Task details:
Each record is to be transcribed exactly.
<<<<
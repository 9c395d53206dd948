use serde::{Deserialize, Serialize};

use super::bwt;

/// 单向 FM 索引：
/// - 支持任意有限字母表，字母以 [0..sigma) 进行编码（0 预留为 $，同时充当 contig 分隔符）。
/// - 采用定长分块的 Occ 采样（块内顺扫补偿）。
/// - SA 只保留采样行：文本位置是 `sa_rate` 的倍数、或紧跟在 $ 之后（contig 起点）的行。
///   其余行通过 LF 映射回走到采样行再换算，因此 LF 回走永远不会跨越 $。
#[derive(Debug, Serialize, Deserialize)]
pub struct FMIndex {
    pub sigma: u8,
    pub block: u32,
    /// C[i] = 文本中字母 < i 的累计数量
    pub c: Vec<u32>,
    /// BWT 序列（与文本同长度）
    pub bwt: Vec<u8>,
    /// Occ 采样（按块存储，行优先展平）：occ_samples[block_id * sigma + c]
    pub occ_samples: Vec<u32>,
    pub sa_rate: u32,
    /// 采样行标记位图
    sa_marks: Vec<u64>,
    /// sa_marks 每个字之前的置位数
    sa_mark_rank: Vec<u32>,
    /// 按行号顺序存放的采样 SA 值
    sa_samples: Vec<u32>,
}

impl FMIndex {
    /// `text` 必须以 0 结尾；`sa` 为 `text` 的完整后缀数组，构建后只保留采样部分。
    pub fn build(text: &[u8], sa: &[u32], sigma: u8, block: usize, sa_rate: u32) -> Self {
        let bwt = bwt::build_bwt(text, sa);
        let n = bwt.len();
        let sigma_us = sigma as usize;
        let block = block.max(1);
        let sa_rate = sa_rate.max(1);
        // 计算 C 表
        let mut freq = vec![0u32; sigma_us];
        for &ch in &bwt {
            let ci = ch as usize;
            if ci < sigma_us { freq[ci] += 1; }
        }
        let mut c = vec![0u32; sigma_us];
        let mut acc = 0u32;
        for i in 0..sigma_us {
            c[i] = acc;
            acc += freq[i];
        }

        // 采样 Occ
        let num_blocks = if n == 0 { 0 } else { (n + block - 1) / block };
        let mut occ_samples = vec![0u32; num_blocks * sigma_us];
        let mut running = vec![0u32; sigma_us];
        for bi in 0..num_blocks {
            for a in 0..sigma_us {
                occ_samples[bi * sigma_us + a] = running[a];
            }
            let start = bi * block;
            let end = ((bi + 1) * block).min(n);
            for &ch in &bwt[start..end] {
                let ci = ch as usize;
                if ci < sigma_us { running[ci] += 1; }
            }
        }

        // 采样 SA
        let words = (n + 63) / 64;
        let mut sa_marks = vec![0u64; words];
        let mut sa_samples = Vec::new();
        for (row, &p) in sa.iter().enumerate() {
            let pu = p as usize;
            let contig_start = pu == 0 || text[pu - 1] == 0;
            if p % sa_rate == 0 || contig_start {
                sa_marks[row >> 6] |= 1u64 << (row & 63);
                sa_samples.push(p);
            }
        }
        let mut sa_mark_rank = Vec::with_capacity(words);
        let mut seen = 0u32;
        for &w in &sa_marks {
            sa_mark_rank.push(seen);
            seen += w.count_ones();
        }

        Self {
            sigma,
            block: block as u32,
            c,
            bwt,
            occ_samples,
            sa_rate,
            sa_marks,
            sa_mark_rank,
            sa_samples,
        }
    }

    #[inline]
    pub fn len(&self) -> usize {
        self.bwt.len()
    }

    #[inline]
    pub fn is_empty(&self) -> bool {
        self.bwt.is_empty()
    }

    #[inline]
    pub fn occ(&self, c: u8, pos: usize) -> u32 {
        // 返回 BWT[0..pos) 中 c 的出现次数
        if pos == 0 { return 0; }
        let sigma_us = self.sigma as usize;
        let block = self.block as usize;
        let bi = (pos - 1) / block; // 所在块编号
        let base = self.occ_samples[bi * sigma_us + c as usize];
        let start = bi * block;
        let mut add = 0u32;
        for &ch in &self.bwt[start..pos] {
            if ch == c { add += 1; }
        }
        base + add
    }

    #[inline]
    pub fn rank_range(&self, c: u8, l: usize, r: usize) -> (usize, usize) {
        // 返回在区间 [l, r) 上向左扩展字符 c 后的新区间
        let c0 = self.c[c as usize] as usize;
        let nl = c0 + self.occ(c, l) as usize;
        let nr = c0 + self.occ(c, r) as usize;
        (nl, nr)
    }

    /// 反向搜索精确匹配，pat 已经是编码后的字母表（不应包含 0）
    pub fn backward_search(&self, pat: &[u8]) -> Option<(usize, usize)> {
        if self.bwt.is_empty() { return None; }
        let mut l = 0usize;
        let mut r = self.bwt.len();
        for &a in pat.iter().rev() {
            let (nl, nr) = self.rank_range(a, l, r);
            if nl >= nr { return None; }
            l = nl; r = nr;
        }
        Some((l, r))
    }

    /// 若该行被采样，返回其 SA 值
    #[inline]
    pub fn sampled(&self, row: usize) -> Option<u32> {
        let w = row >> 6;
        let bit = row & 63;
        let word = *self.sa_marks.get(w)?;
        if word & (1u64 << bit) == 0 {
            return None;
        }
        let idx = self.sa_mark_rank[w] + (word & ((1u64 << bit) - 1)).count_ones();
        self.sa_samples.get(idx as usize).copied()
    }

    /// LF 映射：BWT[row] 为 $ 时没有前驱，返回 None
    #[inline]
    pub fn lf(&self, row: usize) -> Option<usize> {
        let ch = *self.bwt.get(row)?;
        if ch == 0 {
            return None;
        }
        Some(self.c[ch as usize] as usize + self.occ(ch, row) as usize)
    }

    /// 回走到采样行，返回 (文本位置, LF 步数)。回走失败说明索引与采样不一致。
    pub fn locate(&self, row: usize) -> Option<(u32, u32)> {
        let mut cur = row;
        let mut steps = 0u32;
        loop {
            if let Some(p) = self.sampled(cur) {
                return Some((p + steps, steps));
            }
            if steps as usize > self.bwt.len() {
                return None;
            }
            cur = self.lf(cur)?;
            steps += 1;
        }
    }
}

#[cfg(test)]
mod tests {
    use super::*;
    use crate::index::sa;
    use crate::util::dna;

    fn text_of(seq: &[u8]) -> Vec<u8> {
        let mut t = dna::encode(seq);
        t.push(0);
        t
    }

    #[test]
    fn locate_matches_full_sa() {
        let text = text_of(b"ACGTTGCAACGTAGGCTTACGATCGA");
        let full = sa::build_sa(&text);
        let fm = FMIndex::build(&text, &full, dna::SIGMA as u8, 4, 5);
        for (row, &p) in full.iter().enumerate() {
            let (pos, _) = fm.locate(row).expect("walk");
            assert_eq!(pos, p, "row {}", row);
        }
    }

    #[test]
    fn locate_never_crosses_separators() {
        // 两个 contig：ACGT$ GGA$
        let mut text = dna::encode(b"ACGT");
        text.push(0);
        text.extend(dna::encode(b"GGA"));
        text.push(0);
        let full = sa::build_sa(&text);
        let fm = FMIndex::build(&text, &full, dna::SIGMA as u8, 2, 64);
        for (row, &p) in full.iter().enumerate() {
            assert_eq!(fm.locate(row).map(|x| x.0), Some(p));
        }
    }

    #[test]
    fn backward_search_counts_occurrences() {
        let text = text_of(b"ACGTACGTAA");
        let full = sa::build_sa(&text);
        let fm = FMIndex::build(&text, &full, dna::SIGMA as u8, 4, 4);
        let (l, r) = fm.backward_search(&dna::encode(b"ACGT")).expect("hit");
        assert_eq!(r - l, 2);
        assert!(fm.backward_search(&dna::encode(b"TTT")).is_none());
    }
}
>>>>
Completed exercise:
repository 9c395d53206dd948
use serde::{Deserialize, Serialize};

use super::bwt;

/// 单向 FM 索引：
/// - 支持任意有限字母表，字母以 [0..sigma) 进行编码（0 预留为 $，同时充当 contig 分隔符）。
/// - 采用定长分块的 Occ 采样（块内顺扫补偿）。
/// - SA 只保留采样行：文本位置是 `sa_rate` 的倍数、或紧跟在 $ 之后（contig 起点）的行。
///   其余行通过 LF 映射回走到采样行再换算，因此 LF 回走永远不会跨越 $。
#[derive(Debug, Serialize, Deserialize)]
pub struct FMIndex {
    pub sigma: u8,
    pub block: u32,
    /// C[i] = 文本中字母 < i 的累计数量
    pub c: Vec<u32>,
    /// BWT 序列（与文本同长度）
    pub bwt: Vec<u8>,
    /// Occ 采样（按块存储，行优先展平）：occ_samples[block_id * sigma + c]
    pub occ_samples: Vec<u32>,
    pub sa_rate: u32,
    /// 采样行标记位图
    sa_marks: Vec<u64>,
    /// sa_marks 每个字之前的置位数
    sa_mark_rank: Vec<u32>,
    /// 按行号顺序存放的采样 SA 值
    sa_samples: Vec<u32>,
}

impl FMIndex {
    /// `text` 必须以 0 结尾；`sa` 为 `text` 的完整后缀数组，构建后只保留采样部分。
    pub fn build(text: &[u8], sa: &[u32], sigma: u8, block: usize, sa_rate: u32) -> Self {
        let bwt = bwt::build_bwt(text, sa);
        let n = bwt.len();
        let sigma_us = sigma as usize;
        let block = block.max(1);
        let sa_rate = sa_rate.max(1);
        // 计算 C 表
        let mut freq = vec![0u32; sigma_us];
        for &ch in &bwt {
            let ci = ch as usize;
            if ci < sigma_us { freq[ci] += 1; }
        }
        let mut c = vec![0u32; sigma_us];
        let mut acc = 0u32;
        for i in 0..sigma_us {
            c[i] = acc;
            acc += freq[i];
        }

        // 采样 Occ
        let num_blocks = if n == 0 { 0 } else { (n + block - 1) / block };
        let mut occ_samples = vec![0u32; num_blocks * sigma_us];
        let mut running = vec![0u32; sigma_us];
        for bi in 0..num_blocks {
            for a in 0..sigma_us {
                occ_samples[bi * sigma_us + a] = running[a];
            }
            let start = bi * block;
            let end = ((bi + 1) * block).min(n);
            for &ch in &bwt[start..end] {
                let ci = ch as usize;
                if ci < sigma_us { running[ci] += 1; }
            }
        }

        // 采样 SA
        let words = (n + 63) / 64;
        let mut sa_marks = vec![0u64; words];
        let mut sa_samples = Vec::new();
        for (row, &p) in sa.iter().enumerate() {
            let pu = p as usize;
            let contig_start = pu == 0 || text[pu - 1] == 0;
            if p % sa_rate == 0 || contig_start {
                sa_marks[row >> 6] |= 1u64 << (row & 63);
                sa_samples.push(p);
            }
        }
        let mut sa_mark_rank = Vec::with_capacity(words);
        let mut seen = 0u32;
        for &w in &sa_marks {
            sa_mark_rank.push(seen);
            seen += w.count_ones();
        }

        Self {
            sigma,
            block: block as u32,
            c,
            bwt,
            occ_samples,
            sa_rate,
            sa_marks,
            sa_mark_rank,
            sa_samples,
        }
    }

    #[inline]
    pub fn len(&self) -> usize {
        self.bwt.len()
    }

    #[inline]
    pub fn is_empty(&self) -> bool {
        self.bwt.is_empty()
    }

    #[inline]
    pub fn occ(&self, c: u8, pos: usize) -> u32 {
        // 返回 BWT[0..pos) 中 c 的出现次数
        if pos == 0 { return 0; }
        let sigma_us = self.sigma as usize;
        let block = self.block as usize;
        let bi = (pos - 1) / block; // 所在块编号
        let base = self.occ_samples[bi * sigma_us + c as usize];
        let start = bi * block;
        let mut add = 0u32;
        for &ch in &self.bwt[start..pos] {
            if ch == c { add += 1; }
        }
        base + add
    }

    #[inline]
    pub fn rank_range(&self, c: u8, l: usize, r: usize) -> (usize, usize) {
        // 返回在区间 [l, r) 上向左扩展字符 c 后的新区间
        let c0 = self.c[c as usize] as usize;
        let nl = c0 + self.occ(c, l) as usize;
        let nr = c0 + self.occ(c, r) as usize;
        (nl, nr)
    }

    /// 反向搜索精确匹配，pat 已经是编码后的字母表（不应包含 0）
    pub fn backward_search(&self, pat: &[u8]) -> Option<(usize, usize)> {
        if self.bwt.is_empty() { return None; }
        let mut l = 0usize;
        let mut r = self.bwt.len();
        for &a in pat.iter().rev() {
            let (nl, nr) = self.rank_range(a, l, r);
            if nl >= nr { return None; }
            l = nl; r = nr;
        }
        Some((l, r))
    }

    /// 若该行被采样，返回其 SA 值
    #[inline]
    pub fn sampled(&self, row: usize) -> Option<u32> {
        let w = row >> 6;
        let bit = row & 63;
        let word = *self.sa_marks.get(w)?;
        if word & (1u64 << bit) == 0 {
            return None;
        }
        let idx = self.sa_mark_rank[w] + (word & ((1u64 << bit) - 1)).count_ones();
        self.sa_samples.get(idx as usize).copied()
    }

    /// LF 映射：BWT[row] 为 $ 时没有前驱，返回 None
    #[inline]
    pub fn lf(&self, row: usize) -> Option<usize> {
        let ch = *self.bwt.get(row)?;
        if ch == 0 {
            return None;
        }
        Some(self.c[ch as usize] as usize + self.occ(ch, row) as usize)
    }

    /// 回走到采样行，返回 (文本位置, LF 步数)。回走失败说明索引与采样不一致。
    pub fn locate(&self, row: usize) -> Option<(u32, u32)> {
        let mut cur = row;
        let mut steps = 0u32;
        loop {
            if let Some(p) = self.sampled(cur) {
                return Some((p + steps, steps));
            }
            if steps as usize > self.bwt.len() {
                return None;
            }
            cur = self.lf(cur)?;
            steps += 1;
        }
    }
}

#[cfg(test)]
mod tests {
    use super::*;
    use crate::index::sa;
    use crate::util::dna;

    fn text_of(seq: &[u8]) -> Vec<u8> {
        let mut t = dna::encode(seq);
        t.push(0);
        t
    }

    #[test]
    fn locate_matches_full_sa() {
        let text = text_of(b"ACGTTGCAACGTAGGCTTACGATCGA");
        let full = sa::build_sa(&text);
        let fm = FMIndex::build(&text, &full, dna::SIGMA as u8, 4, 5);
        for (row, &p) in full.iter().enumerate() {
            let (pos, _) = fm.locate(row).expect("walk");
            assert_eq!(pos, p, "row {}", row);
        }
    }

    #[test]
    fn locate_never_crosses_separators() {
        // 两个 contig：ACGT$ GGA$
        let mut text = dna::encode(b"ACGT");
        text.push(0);
        text.extend(dna::encode(b"GGA"));
        text.push(0);
        let full = sa::build_sa(&text);
        let fm = FMIndex::build(&text, &full, dna::SIGMA as u8, 2, 64);
        for (row, &p) in full.iter().enumerate() {
            assert_eq!(fm.locate(row).map(|x| x.0), Some(p));
        }
    }

    #[test]
    fn backward_search_counts_occurrences() {
        let text = text_of(b"ACGTACGTAA");
        let full = sa::build_sa(&text);
        let fm = FMIndex::build(&text, &full, dna::SIGMA as u8, 4, 4);
        let (l, r) = fm.backward_search(&dna::encode(b"ACGT")).expect("hit");
        assert_eq!(r - l, 2);
        assert!(fm.backward_search(&dna::encode(b"TTT")).is_none());
    }
}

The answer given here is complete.